#### PROBLEM STATEMENT
Which lines of the entries contain the word "BTreeMap"? Please list them.

** SOURCE MATERIAL follows **

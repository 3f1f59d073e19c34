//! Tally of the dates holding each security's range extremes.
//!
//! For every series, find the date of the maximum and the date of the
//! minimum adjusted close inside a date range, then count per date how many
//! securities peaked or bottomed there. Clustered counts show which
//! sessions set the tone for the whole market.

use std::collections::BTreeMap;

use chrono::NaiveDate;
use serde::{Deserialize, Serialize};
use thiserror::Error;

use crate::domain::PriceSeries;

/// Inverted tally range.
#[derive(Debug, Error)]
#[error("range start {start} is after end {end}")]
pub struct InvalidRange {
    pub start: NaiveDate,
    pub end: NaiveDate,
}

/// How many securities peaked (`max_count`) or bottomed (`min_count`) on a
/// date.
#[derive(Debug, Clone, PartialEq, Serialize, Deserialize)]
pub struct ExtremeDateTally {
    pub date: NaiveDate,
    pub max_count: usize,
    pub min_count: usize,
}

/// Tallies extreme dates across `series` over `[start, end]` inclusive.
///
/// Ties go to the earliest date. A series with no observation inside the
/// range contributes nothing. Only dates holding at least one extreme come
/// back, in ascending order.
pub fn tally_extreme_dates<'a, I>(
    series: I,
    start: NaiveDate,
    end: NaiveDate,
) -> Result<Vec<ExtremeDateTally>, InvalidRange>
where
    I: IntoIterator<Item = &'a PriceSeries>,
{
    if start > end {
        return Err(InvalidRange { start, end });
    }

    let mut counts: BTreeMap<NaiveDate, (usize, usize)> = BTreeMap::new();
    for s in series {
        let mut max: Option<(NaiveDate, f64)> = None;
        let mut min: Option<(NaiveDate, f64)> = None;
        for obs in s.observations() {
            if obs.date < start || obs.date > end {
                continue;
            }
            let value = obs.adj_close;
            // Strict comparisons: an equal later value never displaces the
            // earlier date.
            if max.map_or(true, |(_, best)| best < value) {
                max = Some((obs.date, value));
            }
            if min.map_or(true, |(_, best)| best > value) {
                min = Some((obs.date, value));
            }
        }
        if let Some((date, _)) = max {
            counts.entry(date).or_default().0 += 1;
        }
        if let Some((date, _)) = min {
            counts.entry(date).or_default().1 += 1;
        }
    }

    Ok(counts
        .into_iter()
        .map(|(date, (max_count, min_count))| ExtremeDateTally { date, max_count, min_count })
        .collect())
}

** End of SOURCE MATERIAL **

#### TASK RESULT
use std::collections::BTreeMap;
    let mut counts: BTreeMap<NaiveDate, (usize, usize)> = BTreeMap::new();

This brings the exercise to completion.